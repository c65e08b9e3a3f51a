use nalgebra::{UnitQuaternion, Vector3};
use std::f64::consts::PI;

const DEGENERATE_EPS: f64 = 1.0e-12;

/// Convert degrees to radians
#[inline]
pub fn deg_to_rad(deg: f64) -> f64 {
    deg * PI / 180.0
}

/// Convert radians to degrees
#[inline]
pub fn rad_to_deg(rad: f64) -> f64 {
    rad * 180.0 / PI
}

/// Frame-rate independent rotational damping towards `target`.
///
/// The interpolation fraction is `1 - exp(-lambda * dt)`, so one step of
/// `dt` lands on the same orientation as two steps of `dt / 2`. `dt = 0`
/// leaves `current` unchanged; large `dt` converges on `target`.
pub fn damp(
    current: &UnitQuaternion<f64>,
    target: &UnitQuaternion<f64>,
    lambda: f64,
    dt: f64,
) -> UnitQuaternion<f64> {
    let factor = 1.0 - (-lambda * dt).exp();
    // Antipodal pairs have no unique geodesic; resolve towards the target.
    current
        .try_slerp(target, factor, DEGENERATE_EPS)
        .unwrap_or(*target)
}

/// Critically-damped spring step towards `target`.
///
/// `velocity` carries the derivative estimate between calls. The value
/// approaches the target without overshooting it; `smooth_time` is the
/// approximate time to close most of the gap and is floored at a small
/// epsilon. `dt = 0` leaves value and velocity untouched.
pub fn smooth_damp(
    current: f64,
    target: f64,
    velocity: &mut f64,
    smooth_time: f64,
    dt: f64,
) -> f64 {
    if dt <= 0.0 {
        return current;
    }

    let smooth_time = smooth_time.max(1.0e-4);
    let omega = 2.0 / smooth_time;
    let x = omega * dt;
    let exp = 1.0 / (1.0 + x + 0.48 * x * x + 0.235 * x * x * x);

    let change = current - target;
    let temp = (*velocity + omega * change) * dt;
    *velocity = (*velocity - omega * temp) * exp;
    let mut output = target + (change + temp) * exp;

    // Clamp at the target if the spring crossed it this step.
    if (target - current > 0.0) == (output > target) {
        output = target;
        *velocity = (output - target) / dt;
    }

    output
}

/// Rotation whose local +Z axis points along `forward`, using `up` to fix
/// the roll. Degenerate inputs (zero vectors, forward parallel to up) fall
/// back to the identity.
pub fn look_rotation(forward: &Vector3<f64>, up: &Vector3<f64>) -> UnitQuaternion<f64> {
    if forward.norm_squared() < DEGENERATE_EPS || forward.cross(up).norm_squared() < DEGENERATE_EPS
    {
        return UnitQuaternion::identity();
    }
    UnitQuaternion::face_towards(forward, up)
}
━━━━━━━━
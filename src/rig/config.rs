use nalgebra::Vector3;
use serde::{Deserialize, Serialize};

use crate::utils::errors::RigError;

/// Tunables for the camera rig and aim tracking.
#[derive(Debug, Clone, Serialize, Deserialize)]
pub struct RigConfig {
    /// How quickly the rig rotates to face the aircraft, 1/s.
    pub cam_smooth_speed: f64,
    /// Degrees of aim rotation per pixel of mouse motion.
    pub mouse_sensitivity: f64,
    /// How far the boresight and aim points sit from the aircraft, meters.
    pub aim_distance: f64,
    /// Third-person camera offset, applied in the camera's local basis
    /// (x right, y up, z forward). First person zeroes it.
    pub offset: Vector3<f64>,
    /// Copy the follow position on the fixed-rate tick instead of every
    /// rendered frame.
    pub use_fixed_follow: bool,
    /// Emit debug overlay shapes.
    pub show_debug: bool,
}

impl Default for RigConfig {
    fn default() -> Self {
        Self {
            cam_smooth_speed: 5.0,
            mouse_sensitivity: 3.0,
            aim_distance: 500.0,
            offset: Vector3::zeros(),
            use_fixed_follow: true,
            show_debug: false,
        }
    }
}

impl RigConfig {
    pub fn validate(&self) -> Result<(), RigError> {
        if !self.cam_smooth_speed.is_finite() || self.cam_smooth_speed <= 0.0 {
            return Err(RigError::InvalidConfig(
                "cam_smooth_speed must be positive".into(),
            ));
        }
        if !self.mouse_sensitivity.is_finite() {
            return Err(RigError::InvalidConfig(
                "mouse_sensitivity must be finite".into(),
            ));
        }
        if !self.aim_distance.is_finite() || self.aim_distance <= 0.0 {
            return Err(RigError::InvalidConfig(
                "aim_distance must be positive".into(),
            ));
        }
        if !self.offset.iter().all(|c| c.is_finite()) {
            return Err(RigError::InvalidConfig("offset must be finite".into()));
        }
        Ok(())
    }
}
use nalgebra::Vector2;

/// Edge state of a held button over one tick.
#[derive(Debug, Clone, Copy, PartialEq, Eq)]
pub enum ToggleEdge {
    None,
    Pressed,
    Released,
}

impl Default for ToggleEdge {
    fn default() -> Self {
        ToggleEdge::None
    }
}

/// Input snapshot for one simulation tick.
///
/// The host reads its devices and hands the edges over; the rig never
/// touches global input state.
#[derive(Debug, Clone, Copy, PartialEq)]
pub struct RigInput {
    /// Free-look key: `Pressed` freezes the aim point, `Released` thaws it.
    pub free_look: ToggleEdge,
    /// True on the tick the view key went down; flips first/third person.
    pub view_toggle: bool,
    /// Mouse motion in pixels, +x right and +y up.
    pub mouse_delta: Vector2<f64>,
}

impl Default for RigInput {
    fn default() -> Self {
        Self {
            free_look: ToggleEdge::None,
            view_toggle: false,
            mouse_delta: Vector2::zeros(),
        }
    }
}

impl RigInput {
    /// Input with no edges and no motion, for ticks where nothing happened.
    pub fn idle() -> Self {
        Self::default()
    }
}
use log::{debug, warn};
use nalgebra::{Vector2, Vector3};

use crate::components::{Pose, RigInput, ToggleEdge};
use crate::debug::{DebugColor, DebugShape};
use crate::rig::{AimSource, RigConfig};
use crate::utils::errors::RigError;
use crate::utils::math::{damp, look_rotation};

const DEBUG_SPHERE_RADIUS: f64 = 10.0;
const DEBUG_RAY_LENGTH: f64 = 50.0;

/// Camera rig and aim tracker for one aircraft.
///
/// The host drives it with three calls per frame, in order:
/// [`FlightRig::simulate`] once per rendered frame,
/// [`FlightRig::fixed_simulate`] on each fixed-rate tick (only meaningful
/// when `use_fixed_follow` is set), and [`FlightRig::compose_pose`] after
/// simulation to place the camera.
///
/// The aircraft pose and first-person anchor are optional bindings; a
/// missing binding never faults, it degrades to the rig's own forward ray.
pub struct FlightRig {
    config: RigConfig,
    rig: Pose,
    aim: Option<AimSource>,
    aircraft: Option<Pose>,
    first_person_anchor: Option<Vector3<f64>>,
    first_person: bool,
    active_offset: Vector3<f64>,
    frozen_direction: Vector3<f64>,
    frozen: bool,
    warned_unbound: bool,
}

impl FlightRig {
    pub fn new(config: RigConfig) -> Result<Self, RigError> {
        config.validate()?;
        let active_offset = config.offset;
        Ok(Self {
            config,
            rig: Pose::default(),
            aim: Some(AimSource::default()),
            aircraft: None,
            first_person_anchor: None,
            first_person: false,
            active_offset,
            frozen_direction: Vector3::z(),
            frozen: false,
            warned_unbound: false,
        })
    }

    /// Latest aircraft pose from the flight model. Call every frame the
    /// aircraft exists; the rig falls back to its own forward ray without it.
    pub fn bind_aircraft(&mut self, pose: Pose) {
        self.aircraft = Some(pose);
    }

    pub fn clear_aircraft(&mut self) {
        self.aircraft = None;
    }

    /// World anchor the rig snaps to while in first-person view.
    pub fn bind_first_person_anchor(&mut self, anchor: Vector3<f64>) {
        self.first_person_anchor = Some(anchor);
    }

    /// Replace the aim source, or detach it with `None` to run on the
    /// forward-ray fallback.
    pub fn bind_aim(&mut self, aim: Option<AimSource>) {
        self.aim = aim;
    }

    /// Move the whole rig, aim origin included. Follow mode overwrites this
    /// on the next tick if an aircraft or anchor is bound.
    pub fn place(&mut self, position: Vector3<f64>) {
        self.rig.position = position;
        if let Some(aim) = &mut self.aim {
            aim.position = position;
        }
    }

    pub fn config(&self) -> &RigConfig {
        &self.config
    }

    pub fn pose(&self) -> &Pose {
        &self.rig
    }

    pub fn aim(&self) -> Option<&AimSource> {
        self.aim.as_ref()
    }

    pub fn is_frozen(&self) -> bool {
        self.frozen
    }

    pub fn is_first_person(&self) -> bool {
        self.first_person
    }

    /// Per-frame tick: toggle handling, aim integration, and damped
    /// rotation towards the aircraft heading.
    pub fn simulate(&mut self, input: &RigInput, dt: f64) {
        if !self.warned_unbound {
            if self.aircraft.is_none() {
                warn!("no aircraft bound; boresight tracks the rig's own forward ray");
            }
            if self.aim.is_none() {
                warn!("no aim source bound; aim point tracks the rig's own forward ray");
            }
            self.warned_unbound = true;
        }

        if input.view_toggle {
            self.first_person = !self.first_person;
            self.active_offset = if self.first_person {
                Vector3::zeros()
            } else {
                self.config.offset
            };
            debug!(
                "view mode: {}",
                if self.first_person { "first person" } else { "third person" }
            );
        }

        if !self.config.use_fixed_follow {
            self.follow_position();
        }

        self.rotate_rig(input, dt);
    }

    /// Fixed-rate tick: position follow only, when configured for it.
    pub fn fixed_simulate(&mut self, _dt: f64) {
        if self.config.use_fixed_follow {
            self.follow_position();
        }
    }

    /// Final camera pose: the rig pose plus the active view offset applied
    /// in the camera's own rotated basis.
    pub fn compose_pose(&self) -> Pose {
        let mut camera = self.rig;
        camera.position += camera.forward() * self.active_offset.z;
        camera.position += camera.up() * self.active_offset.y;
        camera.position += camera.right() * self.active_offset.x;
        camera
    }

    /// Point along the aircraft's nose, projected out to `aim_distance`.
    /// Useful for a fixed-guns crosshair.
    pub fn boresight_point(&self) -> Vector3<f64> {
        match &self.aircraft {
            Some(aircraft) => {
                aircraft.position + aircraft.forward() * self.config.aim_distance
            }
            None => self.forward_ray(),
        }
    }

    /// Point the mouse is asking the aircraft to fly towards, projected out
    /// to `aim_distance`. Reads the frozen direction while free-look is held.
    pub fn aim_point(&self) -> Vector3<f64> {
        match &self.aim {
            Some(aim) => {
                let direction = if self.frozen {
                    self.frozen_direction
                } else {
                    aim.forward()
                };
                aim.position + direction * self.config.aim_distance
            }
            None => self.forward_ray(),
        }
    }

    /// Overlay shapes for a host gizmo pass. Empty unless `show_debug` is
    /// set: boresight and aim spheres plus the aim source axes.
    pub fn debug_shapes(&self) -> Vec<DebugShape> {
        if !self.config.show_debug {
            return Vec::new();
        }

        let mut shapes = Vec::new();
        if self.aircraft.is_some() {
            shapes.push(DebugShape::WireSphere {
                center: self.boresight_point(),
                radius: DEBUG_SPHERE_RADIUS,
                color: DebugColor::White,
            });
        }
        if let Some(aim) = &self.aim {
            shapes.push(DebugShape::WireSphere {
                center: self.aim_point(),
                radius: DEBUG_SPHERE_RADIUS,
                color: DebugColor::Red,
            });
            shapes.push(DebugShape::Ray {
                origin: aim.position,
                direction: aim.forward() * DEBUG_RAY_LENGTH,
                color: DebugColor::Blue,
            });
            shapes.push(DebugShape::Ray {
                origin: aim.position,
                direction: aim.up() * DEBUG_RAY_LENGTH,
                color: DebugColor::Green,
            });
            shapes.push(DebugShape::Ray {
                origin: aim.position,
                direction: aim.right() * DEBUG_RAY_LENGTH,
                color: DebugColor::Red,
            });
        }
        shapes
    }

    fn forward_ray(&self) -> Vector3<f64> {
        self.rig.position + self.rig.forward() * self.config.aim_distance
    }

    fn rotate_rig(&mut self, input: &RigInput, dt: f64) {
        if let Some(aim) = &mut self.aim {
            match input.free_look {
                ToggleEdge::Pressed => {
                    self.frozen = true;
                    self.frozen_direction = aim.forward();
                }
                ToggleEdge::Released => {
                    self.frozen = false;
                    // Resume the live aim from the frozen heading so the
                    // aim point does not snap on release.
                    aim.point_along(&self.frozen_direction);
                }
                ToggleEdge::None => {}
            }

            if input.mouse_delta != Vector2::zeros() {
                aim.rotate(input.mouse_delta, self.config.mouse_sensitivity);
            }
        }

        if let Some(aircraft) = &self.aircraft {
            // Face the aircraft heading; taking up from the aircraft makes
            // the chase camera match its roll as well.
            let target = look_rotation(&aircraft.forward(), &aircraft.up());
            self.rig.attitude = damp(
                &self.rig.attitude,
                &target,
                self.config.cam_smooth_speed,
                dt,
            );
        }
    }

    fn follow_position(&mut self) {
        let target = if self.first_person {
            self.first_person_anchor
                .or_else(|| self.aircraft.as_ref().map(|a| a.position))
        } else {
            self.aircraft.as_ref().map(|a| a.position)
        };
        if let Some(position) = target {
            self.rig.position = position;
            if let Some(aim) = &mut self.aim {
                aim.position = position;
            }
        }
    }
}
━━━━━━━━
## What the task asks
The required answer is the run of lines above, starting at the line with "repository c65e08b9e3a3f51a" and ending at the line with "one step of", reproduced exactly with both ends.

## Written response
repository c65e08b9e3a3f51a
use nalgebra::{UnitQuaternion, Vector3};
use std::f64::consts::PI;

const DEGENERATE_EPS: f64 = 1.0e-12;

/// Convert degrees to radians
#[inline]
pub fn deg_to_rad(deg: f64) -> f64 {
    deg * PI / 180.0
}

/// Convert radians to degrees
#[inline]
pub fn rad_to_deg(rad: f64) -> f64 {
    rad * 180.0 / PI
}

/// Frame-rate independent rotational damping towards `target`.
///
/// The interpolation fraction is `1 - exp(-lambda * dt)`, so one step of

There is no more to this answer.